Task requirements =
From the first line of the material below to the line containing "arrays after construction", repeat every line exactly and add nothing.
--- START ---
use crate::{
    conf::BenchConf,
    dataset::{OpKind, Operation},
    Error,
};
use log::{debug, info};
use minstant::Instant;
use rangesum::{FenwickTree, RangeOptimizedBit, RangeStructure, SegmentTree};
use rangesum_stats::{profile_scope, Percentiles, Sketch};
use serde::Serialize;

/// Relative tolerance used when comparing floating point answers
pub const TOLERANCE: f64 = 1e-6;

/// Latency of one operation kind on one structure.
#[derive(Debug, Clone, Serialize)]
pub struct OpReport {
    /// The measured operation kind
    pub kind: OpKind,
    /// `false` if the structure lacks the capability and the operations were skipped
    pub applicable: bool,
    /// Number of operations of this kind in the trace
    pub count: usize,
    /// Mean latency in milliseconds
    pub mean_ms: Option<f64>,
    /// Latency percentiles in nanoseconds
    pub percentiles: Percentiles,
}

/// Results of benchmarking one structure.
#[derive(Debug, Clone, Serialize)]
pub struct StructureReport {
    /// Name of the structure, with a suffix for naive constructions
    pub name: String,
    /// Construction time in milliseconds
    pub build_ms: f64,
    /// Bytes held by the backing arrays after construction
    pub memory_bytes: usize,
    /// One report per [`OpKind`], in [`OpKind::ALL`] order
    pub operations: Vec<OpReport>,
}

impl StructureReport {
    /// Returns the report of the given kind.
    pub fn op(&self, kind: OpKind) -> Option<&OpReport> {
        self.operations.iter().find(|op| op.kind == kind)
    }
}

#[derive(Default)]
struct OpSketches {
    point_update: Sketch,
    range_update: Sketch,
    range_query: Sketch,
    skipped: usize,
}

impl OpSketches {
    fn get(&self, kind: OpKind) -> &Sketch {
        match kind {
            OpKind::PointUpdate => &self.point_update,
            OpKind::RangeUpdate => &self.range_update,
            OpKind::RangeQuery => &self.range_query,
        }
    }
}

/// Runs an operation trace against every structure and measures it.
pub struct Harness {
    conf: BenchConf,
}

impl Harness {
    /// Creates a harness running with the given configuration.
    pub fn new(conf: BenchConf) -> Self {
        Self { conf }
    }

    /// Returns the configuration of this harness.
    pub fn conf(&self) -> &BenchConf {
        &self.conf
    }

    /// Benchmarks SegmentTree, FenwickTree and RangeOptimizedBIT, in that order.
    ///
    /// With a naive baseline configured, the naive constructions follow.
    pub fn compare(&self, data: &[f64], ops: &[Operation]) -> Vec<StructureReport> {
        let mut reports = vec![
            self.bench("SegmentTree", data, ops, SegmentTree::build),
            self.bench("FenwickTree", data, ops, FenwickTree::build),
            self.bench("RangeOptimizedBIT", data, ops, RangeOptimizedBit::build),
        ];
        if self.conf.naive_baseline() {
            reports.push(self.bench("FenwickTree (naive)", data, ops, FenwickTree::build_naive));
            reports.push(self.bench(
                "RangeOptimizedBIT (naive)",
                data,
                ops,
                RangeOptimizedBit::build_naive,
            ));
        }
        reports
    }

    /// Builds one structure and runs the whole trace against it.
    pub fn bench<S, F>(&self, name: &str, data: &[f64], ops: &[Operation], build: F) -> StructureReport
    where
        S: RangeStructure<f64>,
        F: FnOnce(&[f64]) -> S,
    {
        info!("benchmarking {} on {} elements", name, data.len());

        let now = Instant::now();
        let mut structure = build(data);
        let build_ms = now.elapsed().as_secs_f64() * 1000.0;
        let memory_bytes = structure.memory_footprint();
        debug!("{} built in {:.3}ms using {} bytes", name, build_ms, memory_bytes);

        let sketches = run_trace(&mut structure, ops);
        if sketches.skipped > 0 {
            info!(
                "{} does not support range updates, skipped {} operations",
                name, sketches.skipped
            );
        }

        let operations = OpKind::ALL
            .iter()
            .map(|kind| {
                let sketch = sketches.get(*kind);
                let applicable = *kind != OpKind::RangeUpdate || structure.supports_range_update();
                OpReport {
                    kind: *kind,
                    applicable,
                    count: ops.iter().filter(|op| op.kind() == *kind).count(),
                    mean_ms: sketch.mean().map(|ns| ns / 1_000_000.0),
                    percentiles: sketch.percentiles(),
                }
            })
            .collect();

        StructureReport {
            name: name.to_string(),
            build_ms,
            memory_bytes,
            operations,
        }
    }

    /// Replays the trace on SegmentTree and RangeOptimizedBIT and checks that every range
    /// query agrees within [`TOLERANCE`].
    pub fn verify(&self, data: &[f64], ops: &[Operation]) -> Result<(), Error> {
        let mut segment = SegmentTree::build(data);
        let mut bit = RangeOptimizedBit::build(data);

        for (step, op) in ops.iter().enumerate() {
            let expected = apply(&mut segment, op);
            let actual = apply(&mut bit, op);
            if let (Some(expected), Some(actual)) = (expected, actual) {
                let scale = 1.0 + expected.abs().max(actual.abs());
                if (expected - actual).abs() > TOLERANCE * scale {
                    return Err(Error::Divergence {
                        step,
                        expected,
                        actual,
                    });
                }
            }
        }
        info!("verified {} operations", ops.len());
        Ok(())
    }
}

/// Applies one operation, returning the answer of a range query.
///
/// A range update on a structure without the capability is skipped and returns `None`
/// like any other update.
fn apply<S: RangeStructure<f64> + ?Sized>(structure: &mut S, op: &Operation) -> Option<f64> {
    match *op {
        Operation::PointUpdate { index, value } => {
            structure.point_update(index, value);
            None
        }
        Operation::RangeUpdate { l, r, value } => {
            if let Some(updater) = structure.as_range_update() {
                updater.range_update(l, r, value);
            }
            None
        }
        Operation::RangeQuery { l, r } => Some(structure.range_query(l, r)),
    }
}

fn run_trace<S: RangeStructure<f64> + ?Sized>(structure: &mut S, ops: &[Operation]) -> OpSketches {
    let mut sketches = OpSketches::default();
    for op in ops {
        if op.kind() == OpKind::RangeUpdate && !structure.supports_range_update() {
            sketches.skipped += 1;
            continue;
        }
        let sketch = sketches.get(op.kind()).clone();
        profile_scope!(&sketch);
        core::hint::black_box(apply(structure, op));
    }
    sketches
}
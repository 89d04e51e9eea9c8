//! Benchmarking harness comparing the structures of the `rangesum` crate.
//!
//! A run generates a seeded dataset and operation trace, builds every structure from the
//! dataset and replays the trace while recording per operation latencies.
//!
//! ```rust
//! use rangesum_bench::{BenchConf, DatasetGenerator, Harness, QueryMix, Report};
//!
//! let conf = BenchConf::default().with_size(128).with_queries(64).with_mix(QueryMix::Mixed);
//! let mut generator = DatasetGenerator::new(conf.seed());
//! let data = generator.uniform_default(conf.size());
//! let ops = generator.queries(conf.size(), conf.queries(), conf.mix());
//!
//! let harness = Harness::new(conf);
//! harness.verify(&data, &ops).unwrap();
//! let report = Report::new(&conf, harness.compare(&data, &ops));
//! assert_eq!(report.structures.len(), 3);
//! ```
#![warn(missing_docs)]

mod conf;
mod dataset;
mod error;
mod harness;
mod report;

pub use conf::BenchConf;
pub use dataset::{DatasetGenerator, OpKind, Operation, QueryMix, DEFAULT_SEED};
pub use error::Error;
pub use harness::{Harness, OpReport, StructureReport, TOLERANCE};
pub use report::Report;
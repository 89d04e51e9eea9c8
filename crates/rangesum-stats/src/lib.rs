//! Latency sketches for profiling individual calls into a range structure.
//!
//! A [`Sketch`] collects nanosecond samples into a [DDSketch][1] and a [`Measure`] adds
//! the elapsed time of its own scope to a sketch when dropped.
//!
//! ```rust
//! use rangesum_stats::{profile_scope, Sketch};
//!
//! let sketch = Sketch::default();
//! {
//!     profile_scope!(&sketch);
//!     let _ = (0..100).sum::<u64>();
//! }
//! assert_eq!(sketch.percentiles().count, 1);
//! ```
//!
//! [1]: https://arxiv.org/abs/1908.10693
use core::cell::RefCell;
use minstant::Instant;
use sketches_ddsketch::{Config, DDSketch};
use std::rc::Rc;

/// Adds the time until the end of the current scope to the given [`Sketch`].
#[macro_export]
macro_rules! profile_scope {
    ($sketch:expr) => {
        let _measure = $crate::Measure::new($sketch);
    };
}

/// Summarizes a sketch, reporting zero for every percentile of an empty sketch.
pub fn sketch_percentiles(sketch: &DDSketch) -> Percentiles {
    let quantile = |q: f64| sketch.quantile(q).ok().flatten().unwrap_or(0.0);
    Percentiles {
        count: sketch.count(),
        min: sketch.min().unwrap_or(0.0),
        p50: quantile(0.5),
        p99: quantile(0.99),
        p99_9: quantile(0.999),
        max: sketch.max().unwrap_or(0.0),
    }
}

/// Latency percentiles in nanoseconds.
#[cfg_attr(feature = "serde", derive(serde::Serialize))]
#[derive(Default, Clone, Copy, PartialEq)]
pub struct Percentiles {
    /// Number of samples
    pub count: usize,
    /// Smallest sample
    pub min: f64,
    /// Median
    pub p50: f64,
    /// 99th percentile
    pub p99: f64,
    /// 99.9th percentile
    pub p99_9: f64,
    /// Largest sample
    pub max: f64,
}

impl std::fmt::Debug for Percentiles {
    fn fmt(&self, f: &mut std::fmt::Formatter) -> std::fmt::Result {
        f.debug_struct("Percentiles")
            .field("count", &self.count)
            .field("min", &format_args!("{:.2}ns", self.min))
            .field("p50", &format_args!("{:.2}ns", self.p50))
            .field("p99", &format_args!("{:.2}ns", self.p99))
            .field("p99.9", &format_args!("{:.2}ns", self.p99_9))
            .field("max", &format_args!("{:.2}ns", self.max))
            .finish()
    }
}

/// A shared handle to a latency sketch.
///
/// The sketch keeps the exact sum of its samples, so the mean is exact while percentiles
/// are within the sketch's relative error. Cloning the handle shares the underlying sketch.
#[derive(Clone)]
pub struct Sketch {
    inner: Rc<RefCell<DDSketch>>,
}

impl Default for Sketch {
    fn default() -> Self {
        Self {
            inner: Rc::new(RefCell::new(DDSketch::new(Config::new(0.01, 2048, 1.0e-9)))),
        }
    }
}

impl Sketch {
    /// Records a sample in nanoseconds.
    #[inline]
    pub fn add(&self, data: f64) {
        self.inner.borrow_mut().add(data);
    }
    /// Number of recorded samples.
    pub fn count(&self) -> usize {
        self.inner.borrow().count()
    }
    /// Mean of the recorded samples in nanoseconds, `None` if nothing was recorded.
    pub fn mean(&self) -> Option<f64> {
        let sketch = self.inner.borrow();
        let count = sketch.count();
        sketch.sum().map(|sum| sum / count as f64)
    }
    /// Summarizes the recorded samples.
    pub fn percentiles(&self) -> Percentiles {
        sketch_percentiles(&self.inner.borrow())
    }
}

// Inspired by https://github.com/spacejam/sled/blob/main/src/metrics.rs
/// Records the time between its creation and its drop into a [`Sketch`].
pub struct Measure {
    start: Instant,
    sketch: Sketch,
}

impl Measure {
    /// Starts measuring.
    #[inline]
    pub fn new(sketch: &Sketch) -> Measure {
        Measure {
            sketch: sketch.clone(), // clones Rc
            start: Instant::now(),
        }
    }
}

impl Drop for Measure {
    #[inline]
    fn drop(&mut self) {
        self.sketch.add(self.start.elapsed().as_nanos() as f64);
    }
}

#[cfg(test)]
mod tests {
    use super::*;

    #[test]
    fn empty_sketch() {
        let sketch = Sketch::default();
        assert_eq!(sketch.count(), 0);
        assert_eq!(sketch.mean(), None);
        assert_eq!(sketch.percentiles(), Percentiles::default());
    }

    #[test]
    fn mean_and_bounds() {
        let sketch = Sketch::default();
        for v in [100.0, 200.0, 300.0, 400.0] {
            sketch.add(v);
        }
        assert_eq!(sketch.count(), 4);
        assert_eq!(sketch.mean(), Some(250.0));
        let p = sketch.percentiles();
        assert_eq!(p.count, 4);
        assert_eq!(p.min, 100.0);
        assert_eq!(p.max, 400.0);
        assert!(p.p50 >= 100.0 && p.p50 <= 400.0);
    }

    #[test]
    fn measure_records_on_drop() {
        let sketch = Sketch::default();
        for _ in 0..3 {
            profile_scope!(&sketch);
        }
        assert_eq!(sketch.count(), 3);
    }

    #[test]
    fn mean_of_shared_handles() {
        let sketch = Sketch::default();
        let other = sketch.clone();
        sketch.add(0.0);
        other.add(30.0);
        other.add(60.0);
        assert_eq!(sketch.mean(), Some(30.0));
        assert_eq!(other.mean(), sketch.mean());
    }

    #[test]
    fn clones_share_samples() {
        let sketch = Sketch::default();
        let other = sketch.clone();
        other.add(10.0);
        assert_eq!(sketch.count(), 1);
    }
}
--- END ---
Problem solution =
use crate::{
    conf::BenchConf,
    dataset::{OpKind, Operation},
    Error,
};
use log::{debug, info};
use minstant::Instant;
use rangesum::{FenwickTree, RangeOptimizedBit, RangeStructure, SegmentTree};
use rangesum_stats::{profile_scope, Percentiles, Sketch};
use serde::Serialize;

/// Relative tolerance used when comparing floating point answers
pub const TOLERANCE: f64 = 1e-6;

/// Latency of one operation kind on one structure.
#[derive(Debug, Clone, Serialize)]
pub struct OpReport {
    /// The measured operation kind
    pub kind: OpKind,
    /// `false` if the structure lacks the capability and the operations were skipped
    pub applicable: bool,
    /// Number of operations of this kind in the trace
    pub count: usize,
    /// Mean latency in milliseconds
    pub mean_ms: Option<f64>,
    /// Latency percentiles in nanoseconds
    pub percentiles: Percentiles,
}

/// Results of benchmarking one structure.
#[derive(Debug, Clone, Serialize)]
pub struct StructureReport {
    /// Name of the structure, with a suffix for naive constructions
    pub name: String,
    /// Construction time in milliseconds
    pub build_ms: f64,
    /// Bytes held by the backing arrays after construction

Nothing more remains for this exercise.